- Born: 1957 (age 68–69)
- Occupations: architect, architectural historian, professor
- Awards: World Monuments Fund, Knoll Modernism Prize 2010
- Practice: WDJArchitecten
- Buildings: Van Nelle Factory Dutch pavilion Zonnestraal (estate)

= Wessel de Jonge =

Dutch architect, architectural historian and university teacher

Wessel de Jonge (born 1957) is a Dutch architect, architectural historian and professor of heritage & design at the Department of Architectural Engineering and Technology of the TU Delft. He is specialized in the restoration and re-use of 20th-century buildings.

== Live and work ==
Wessel de Jonge is the son of architect Leo de Jonge (1919-2009) and Nelly Burggraaff. He studied at the Faculty of Architecture and the Built Environment of the Delft University of Technology, where he graduated in 1985.

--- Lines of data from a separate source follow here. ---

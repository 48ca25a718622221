//! Contract violations: API misuse, as opposed to predicate failures.
//!
//! A predicate failure means the actual value did not satisfy an expected
//! condition; in a soft session those are collected. A contract violation
//! means the chain itself cannot continue meaningfully (navigating into an
//! absent value, narrowing to the wrong type, handing a predicate a
//! malformed pattern). Violations always propagate immediately, in both
//! eager and soft mode, and abort the whole session.

/// Ways a caller can misuse the assertion API.
#[derive(Debug, Clone, PartialEq, Eq, thiserror::Error)]
pub enum ContractViolation {
    /// Type narrowing was asked for a type the value is not an instance of.
    #[error("cannot treat {actual} as {expected}: runtime type does not match")]
    WrongInstanceType {
        /// Name of the requested target type.
        expected: &'static str,
        /// Name of the value's actual runtime type.
        actual: &'static str,
    },

    /// Registry dispatch was asked for a type with no registered factory.
    #[error("no assertion factory registered for {0}")]
    UnregisteredType(&'static str),

    /// Navigation into a value that is not present.
    #[error("cannot navigate into {0}: no value is present")]
    MissingValue(String),

    /// Navigation to a slice element that does not exist.
    #[error("element index {index} is out of bounds for length {len}")]
    IndexOutOfBounds { index: usize, len: usize },

    /// A pattern-based predicate was given a pattern that does not parse.
    #[error("invalid pattern '{pattern}': {reason}")]
    InvalidPattern { pattern: String, reason: String },
}

impl ContractViolation {
    /// Propagate the violation. Never collected, even inside a soft session.
    pub(crate) fn raise(self) -> ! {
        panic!("{self}")
    }
}

#[cfg(test)]
mod tests {
    use super::*;

    #[test]
    fn test_wrong_instance_type_names_both_types() {
        let violation = ContractViolation::WrongInstanceType {
            expected: "alloc::string::String",
            actual: "i32",
        };
        let text = violation.to_string();
        assert!(text.contains("alloc::string::String"));
        assert!(text.contains("i32"));
    }

    #[test]
    fn test_out_of_bounds_message() {
        let violation = ContractViolation::IndexOutOfBounds { index: 4, len: 2 };
        assert_eq!(
            violation.to_string(),
            "element index 4 is out of bounds for length 2"
        );
    }
}
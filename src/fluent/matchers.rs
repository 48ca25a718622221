//! Lenient string matching for assertions.
//!
//! Supports three matching modes, tried in order: glob patterns, regex, and
//! exact comparison. Used by [`matches_value`](super::base::Assert::matches_value)
//! and exposed for custom predicates built with `satisfies`.

use glob::Pattern;

/// Match a string against a pattern.
///
/// Matching modes, tried in order:
/// 1. **Glob patterns**: e.g. `*.txt`, `**/config.json`
/// 2. **Regex** (with the `regex` feature): e.g. `^v\d+\.\d+$`
/// 3. **Exact match**: literal string comparison
///
/// A pattern that parses in neither mode falls through to exact comparison,
/// so this never fails on malformed patterns. For strict single-mode
/// matching use `matches_glob` or `matches` on a string assertion.
///
/// # Example
///
/// ```rust
/// use affirm::value_matches;
///
/// assert!(value_matches("*.txt", "notes.txt"));
/// assert!(value_matches(r"^v\d+$", "v42"));
/// assert!(value_matches("literal", "literal"));
/// assert!(!value_matches("*.txt", "notes.rs"));
/// ```
pub fn value_matches(pattern: &str, actual: &str) -> bool {
    if let Ok(glob) = Pattern::new(pattern) {
        if glob.matches(actual) {
            return true;
        }
    }

    #[cfg(feature = "regex")]
    if let Ok(re) = regex::Regex::new(pattern) {
        if re.is_match(actual) {
            return true;
        }
    }

    actual == pattern
}

/// Create a `HashMap` from key-value pairs, for map assertions.
///
/// # Example
///
/// ```rust
/// use affirm::{assert_that, entries};
///
/// let map = entries! {
///     "host" => "localhost",
///     "port" => "5432",
/// };
/// assert_that(&map).contains_key(&"host");
/// ```
#[macro_export]
macro_rules! entries {
    ($($key:expr => $value:expr),* $(,)?) => {{
        let mut map = std::collections::HashMap::new();
        $(
            map.insert($key, $value);
        )*
        map
    }};
}

#[cfg(test)]
mod tests {
    use super::*;

    #[test]
    fn test_glob_matching() {
        assert!(value_matches("*.env", ".env"));
        assert!(value_matches("*.env", "test.env"));
        assert!(!value_matches("*.env", "test.txt"));
    }

    #[test]
    fn test_glob_path_matching() {
        assert!(value_matches("**/config.json", "src/config.json"));
        assert!(value_matches("**/config.json", "config.json"));
    }

    #[cfg(feature = "regex")]
    #[test]
    fn test_regex_matching() {
        assert!(value_matches(r"^npm (install|i)$", "npm install"));
        assert!(value_matches(r"^npm (install|i)$", "npm i"));
        assert!(!value_matches(r"^npm (install|i)$", "npm run"));
    }

    #[test]
    fn test_exact_matching() {
        assert!(value_matches("/tmp/test.txt", "/tmp/test.txt"));
        assert!(!value_matches("/tmp/test.txt", "/tmp/other.txt"));
    }

    #[test]
    fn test_entries_macro() {
        let map = entries! {
            "host" => "localhost",
            "port" => "5432",
        };
        assert_eq!(map.get("host"), Some(&"localhost"));
        assert_eq!(map.get("port"), Some(&"5432"));
    }
}
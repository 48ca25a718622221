//! The core assertion object and its type-independent predicates.
//!
//! `Assert<T>` wraps one actual value (`T` is usually a reference) together
//! with its metadata and failure sink. Predicate methods consume and return
//! `self`, so chains read left to right; in a soft session a failing
//! predicate records and hands the same object back, and the rest of the
//! chain still runs against the original actual.

use std::fmt;
use std::rc::Rc;

use crate::description::Description;
use crate::representation::Representation;
use crate::soft::AssertionState;

/// Create an eager assertion for a value.
///
/// Eager assertions panic at the first failing predicate, like `assert!`.
/// For collected failures, create the assertion through
/// [`SoftAssertions::assert_that`](crate::SoftAssertions::assert_that)
/// instead; the chain surface is identical.
///
/// # Example
///
/// ```rust
/// use affirm::assert_that;
///
/// assert_that(&4).is_equal_to(&4).is_greater_than(&3);
/// assert_that("hello").starts_with("he").ends_with("lo");
/// ```
pub fn assert_that<T: ?Sized>(actual: &T) -> Assert<&T> {
    Assert::with_state(actual, AssertionState::eager())
}

/// A chainable assertion over one actual value.
///
/// Capability surfaces are `impl` blocks per value category: equality and
/// ordering here, strings in [`strings`](super::strings), slices, maps and
/// options in [`collections`](super::collections).
#[derive(Debug)]
pub struct Assert<T> {
    actual: T,
    state: AssertionState,
}

impl<T> Assert<T> {
    /// Build an assertion from a value and a state handed down by the
    /// engine. This is the extension point for custom
    /// [`AssertFactory`](crate::factory::AssertFactory) implementations;
    /// everyday callers use [`assert_that`] or a soft session.
    pub fn with_state(actual: T, state: AssertionState) -> Self {
        Self { actual, state }
    }

    /// The wrapped actual value.
    pub fn actual(&self) -> &T {
        &self.actual
    }

    /// Attach a description. Failure messages get a `[description] ` prefix.
    ///
    /// # Example
    ///
    /// ```rust,should_panic
    /// use affirm::assert_that;
    ///
    /// // panics with "[retry count] expected 2 to equal 3"
    /// assert_that(&2).described_as("retry count").is_equal_to(&3);
    /// ```
    pub fn described_as(mut self, description: impl Into<String>) -> Self {
        self.state
            .info
            .set_description(Description::Text(description.into()));
        self
    }

    /// Attach a lazily-rendered description. The closure runs only if a
    /// failure message is actually built.
    pub fn described_as_with(mut self, render: impl Fn() -> String + 'static) -> Self {
        self.state
            .info
            .set_description(Description::Lazy(Rc::new(render)));
        self
    }

    /// Replace the failure text of the next predicate only.
    ///
    /// The override is consumed by the next predicate whether it passes or
    /// fails; predicates after that render their default messages again.
    pub fn with_fail_message(mut self, message: impl Into<String>) -> Self {
        self.state.info.set_fail_override(message.into());
        self
    }

    /// Use a custom value representation for this chain.
    pub fn with_representation(mut self, representation: Rc<dyn Representation>) -> Self {
        self.state.info.set_representation(representation);
        self
    }

    /// Settle a predicate outcome: `None` passes, `Some(message)` fails
    /// through the sink (panic or collect). Public so custom assertion
    /// methods outside this crate go through the same interception point.
    pub fn verify(mut self, outcome: Option<String>) -> Self {
        self.state.settle(outcome);
        self
    }

    /// Navigate to a derived assertion over another value, keeping the same
    /// sink so the new chain node stays intercepted.
    pub(crate) fn navigate<U>(self, actual: U) -> Assert<U> {
        Assert {
            actual,
            state: self.state.child(),
        }
    }

    pub(crate) fn into_parts(self) -> (T, AssertionState) {
        (self.actual, self.state)
    }

    pub(crate) fn with_sink(mut self, sink: crate::soft::FailureSink) -> Self {
        self.state.sink = sink;
        self
    }

    pub(crate) fn rep(&self, value: &dyn fmt::Debug) -> String {
        self.state.represent(value)
    }
}

impl<T: fmt::Debug> Assert<T> {
    /// Assert the actual value equals `expected`.
    pub fn is_equal_to<E: fmt::Debug>(self, expected: E) -> Self
    where
        T: PartialEq<E>,
    {
        let outcome = if self.actual == expected {
            None
        } else {
            Some(format!(
                "expected {} to equal {}",
                self.rep(&self.actual),
                self.rep(&expected)
            ))
        };
        self.verify(outcome)
    }

    /// Assert the actual value differs from `other`.
    pub fn is_not_equal_to<E: fmt::Debug>(self, other: E) -> Self
    where
        T: PartialEq<E>,
    {
        let outcome = if self.actual != other {
            None
        } else {
            Some(format!(
                "expected {} to differ from {}",
                self.rep(&self.actual),
                self.rep(&other)
            ))
        };
        self.verify(outcome)
    }

    /// Assert the actual value satisfies an arbitrary predicate.
    ///
    /// `description` names the expected condition in the failure message.
    ///
    /// # Example
    ///
    /// ```rust
    /// use affirm::assert_that;
    ///
    /// assert_that(&10).satisfies("an even number", |n| *n % 2 == 0);
    /// ```
    pub fn satisfies(self, description: &str, predicate: impl FnOnce(&T) -> bool) -> Self {
        let outcome = if predicate(&self.actual) {
            None
        } else {
            Some(format!(
                "expected {} to satisfy: {}",
                self.rep(&self.actual),
                description
            ))
        };
        self.verify(outcome)
    }
}

impl<T: fmt::Debug + PartialOrd> Assert<T> {
    /// Assert the actual value is strictly less than `bound`.
    pub fn is_less_than(self, bound: T) -> Self {
        let outcome = if self.actual < bound {
            None
        } else {
            Some(format!(
                "expected {} to be less than {}",
                self.rep(&self.actual),
                self.rep(&bound)
            ))
        };
        self.verify(outcome)
    }

    /// Assert the actual value is less than or equal to `bound`.
    pub fn is_at_most(self, bound: T) -> Self {
        let outcome = if self.actual <= bound {
            None
        } else {
            Some(format!(
                "expected {} to be at most {}",
                self.rep(&self.actual),
                self.rep(&bound)
            ))
        };
        self.verify(outcome)
    }

    /// Assert the actual value is strictly greater than `bound`.
    pub fn is_greater_than(self, bound: T) -> Self {
        let outcome = if self.actual > bound {
            None
        } else {
            Some(format!(
                "expected {} to be greater than {}",
                self.rep(&self.actual),
                self.rep(&bound)
            ))
        };
        self.verify(outcome)
    }

    /// Assert the actual value is greater than or equal to `bound`.
    pub fn is_at_least(self, bound: T) -> Self {
        let outcome = if self.actual >= bound {
            None
        } else {
            Some(format!(
                "expected {} to be at least {}",
                self.rep(&self.actual),
                self.rep(&bound)
            ))
        };
        self.verify(outcome)
    }

    /// Assert the actual value lies in the inclusive range `[low, high]`.
    pub fn is_between(self, low: T, high: T) -> Self {
        let outcome = if self.actual >= low && self.actual <= high {
            None
        } else {
            Some(format!(
                "expected {} to be between {} and {}",
                self.rep(&self.actual),
                self.rep(&low),
                self.rep(&high)
            ))
        };
        self.verify(outcome)
    }
}
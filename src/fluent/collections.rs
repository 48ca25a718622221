//! Slice, map, and option predicates and navigation.

use std::collections::HashMap;
use std::fmt;
use std::hash::Hash;

use super::base::Assert;
use crate::error::ContractViolation;

impl<'a, E: fmt::Debug> Assert<&'a [E]> {
    /// Assert the slice is empty.
    pub fn is_empty(self) -> Self {
        let outcome = if self.actual().is_empty() {
            None
        } else {
            Some(format!("expected {} to be empty", self.rep(self.actual())))
        };
        self.verify(outcome)
    }

    /// Assert the slice is not empty.
    pub fn is_not_empty(self) -> Self {
        let outcome = if self.actual().is_empty() {
            Some("expected a non-empty slice".to_string())
        } else {
            None
        };
        self.verify(outcome)
    }

    /// Assert the slice has exactly `expected` elements.
    pub fn has_size(self, expected: usize) -> Self {
        let size = self.actual().len();
        let outcome = if size == expected {
            None
        } else {
            Some(format!(
                "expected {} to have size {}, got {}",
                self.rep(self.actual()),
                expected,
                size
            ))
        };
        self.verify(outcome)
    }

    /// Assert the slice contains `expected`.
    pub fn contains(self, expected: &E) -> Self
    where
        E: PartialEq,
    {
        let outcome = if self.actual().contains(expected) {
            None
        } else {
            Some(format!(
                "expected {} to contain {}",
                self.rep(self.actual()),
                self.rep(expected)
            ))
        };
        self.verify(outcome)
    }

    /// Assert the slice does not contain `unexpected`.
    pub fn does_not_contain(self, unexpected: &E) -> Self
    where
        E: PartialEq,
    {
        let outcome = if self.actual().contains(unexpected) {
            Some(format!(
                "expected {} not to contain {}",
                self.rep(self.actual()),
                self.rep(unexpected)
            ))
        } else {
            None
        };
        self.verify(outcome)
    }

    /// Assert the slice equals `expected` element for element, in order.
    pub fn contains_exactly(self, expected: &[E]) -> Self
    where
        E: PartialEq,
    {
        let slice: &[E] = self.actual();
        let outcome = if slice == expected {
            None
        } else {
            Some(format!(
                "expected {} to contain exactly {}",
                self.rep(self.actual()),
                self.rep(&expected)
            ))
        };
        self.verify(outcome)
    }

    /// Navigate to an assertion over the element at `index`.
    ///
    /// A missing element is API misuse, not a value mismatch: the chain
    /// cannot continue over a value that does not exist, so this raises
    /// immediately even inside a soft session.
    pub fn element(self, index: usize) -> Assert<&'a E> {
        let slice: &'a [E] = *self.actual();
        match slice.get(index) {
            Some(element) => self.navigate(element),
            None => ContractViolation::IndexOutOfBounds {
                index,
                len: slice.len(),
            }
            .raise(),
        }
    }

    /// Navigate to an assertion over the slice's length.
    pub fn size(self) -> Assert<usize> {
        let size = self.actual().len();
        self.navigate(size)
    }
}

impl<'a, E: fmt::Debug> Assert<&'a Vec<E>> {
    /// Bridge to the slice predicate surface.
    pub fn as_slice(self) -> Assert<&'a [E]> {
        let (actual, state) = self.into_parts();
        Assert::with_state(actual.as_slice(), state)
    }
}

impl<'a, K, V> Assert<&'a HashMap<K, V>>
where
    K: fmt::Debug + Eq + Hash,
    V: fmt::Debug,
{
    /// Assert the map is empty.
    pub fn is_empty(self) -> Self {
        let outcome = if self.actual().is_empty() {
            None
        } else {
            Some(format!("expected {} to be empty", self.rep(self.actual())))
        };
        self.verify(outcome)
    }

    /// Assert the map has exactly `expected` entries.
    pub fn has_size(self, expected: usize) -> Self {
        let size = self.actual().len();
        let outcome = if size == expected {
            None
        } else {
            Some(format!(
                "expected {} to have size {}, got {}",
                self.rep(self.actual()),
                expected,
                size
            ))
        };
        self.verify(outcome)
    }

    /// Assert the map contains `key`.
    pub fn contains_key(self, key: &K) -> Self {
        let outcome = if self.actual().contains_key(key) {
            None
        } else {
            Some(format!(
                "expected {} to contain key {}",
                self.rep(self.actual()),
                self.rep(key)
            ))
        };
        self.verify(outcome)
    }

    /// Assert the map does not contain `key`.
    pub fn does_not_contain_key(self, key: &K) -> Self {
        let outcome = if self.actual().contains_key(key) {
            Some(format!(
                "expected {} not to contain key {}",
                self.rep(self.actual()),
                self.rep(key)
            ))
        } else {
            None
        };
        self.verify(outcome)
    }

    /// Assert the map contains the entry `key => value`.
    pub fn contains_entry(self, key: &K, value: &V) -> Self
    where
        V: PartialEq,
    {
        let outcome = match self.actual().get(key) {
            Some(found) if found == value => None,
            Some(found) => Some(format!(
                "expected key {} to map to {}, got {}",
                self.rep(key),
                self.rep(value),
                self.rep(found)
            )),
            None => Some(format!(
                "expected {} to contain key {}",
                self.rep(self.actual()),
                self.rep(key)
            )),
        };
        self.verify(outcome)
    }

    /// Navigate to an assertion over the value stored under `key`.
    ///
    /// A missing key raises immediately even inside a soft session: there is
    /// no value for the rest of the chain to run against.
    pub fn value_for(self, key: &K) -> Assert<&'a V> {
        let map: &'a HashMap<K, V> = *self.actual();
        match map.get(key) {
            Some(value) => self.navigate(value),
            None => ContractViolation::MissingValue(format!("{:?}", key)).raise(),
        }
    }
}

impl<'a, T: fmt::Debug> Assert<&'a Option<T>> {
    /// Assert a value is present.
    pub fn is_some(self) -> Self {
        let outcome = if self.actual().is_some() {
            None
        } else {
            Some("expected a present value, got None".to_string())
        };
        self.verify(outcome)
    }

    /// Assert no value is present.
    pub fn is_none(self) -> Self {
        let outcome = if self.actual().is_none() {
            None
        } else {
            Some(format!(
                "expected no value, got {}",
                self.rep(self.actual())
            ))
        };
        self.verify(outcome)
    }

    /// Navigate to an assertion over the contained value.
    ///
    /// Navigating into `None` raises immediately even inside a soft session.
    pub fn some_value(self) -> Assert<&'a T> {
        let option: &'a Option<T> = *self.actual();
        match option.as_ref() {
            Some(value) => self.navigate(value),
            None => {
                ContractViolation::MissingValue(format!("Option<{}>", std::any::type_name::<T>()))
                    .raise()
            }
        }
    }
}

In 1988 in cooperation with Hubert-Jan Henket he founded Docomomo International, the working party for the documentation and conservation of buildings, neighborhoods and landscapes of the Modern Movement. The organization grew over the years towards 73 chapters worldwide.

- Renovation works
- Zonnestraal (estate), former Sanatorium Zonnestraal of 1928–31 with Bierman Henket Architects
- Dutch pavilion, the Gerrit Rietveld's Biennale Pavilion in Venice of 1953-1954
- Van Nelle Factory in Rotterdam (1928–31)
- Former Technical Schools in Groningen (1923)
- St.Jobs warehouse (1914)
- HUF building (1953) in Rotterdam
- Social Security Building GAK (1959)
- National Aerospace Laboratories NLR in Amsterdam from the 1950s
- Revitalisation of 1938 Olympic Stadium in Helsinki

== Publications (selection) ==
- Paul Meurs and Marie-Therese van Thoor (eds.), "Zonnestraal Sanatorium - The History and Restoration of a Modern Monument", 18 articles by Hubert-Jan Henket, Ton Idsinga, Wessel de Jonge, Jan Molema, Bruno Reichlin et al., Rotterdam 2010.
- Marieke Kuipers, Wessel de Jonge. Designing from Heritage: Strategies for Conservation and Conversion. TU Delft, 2017.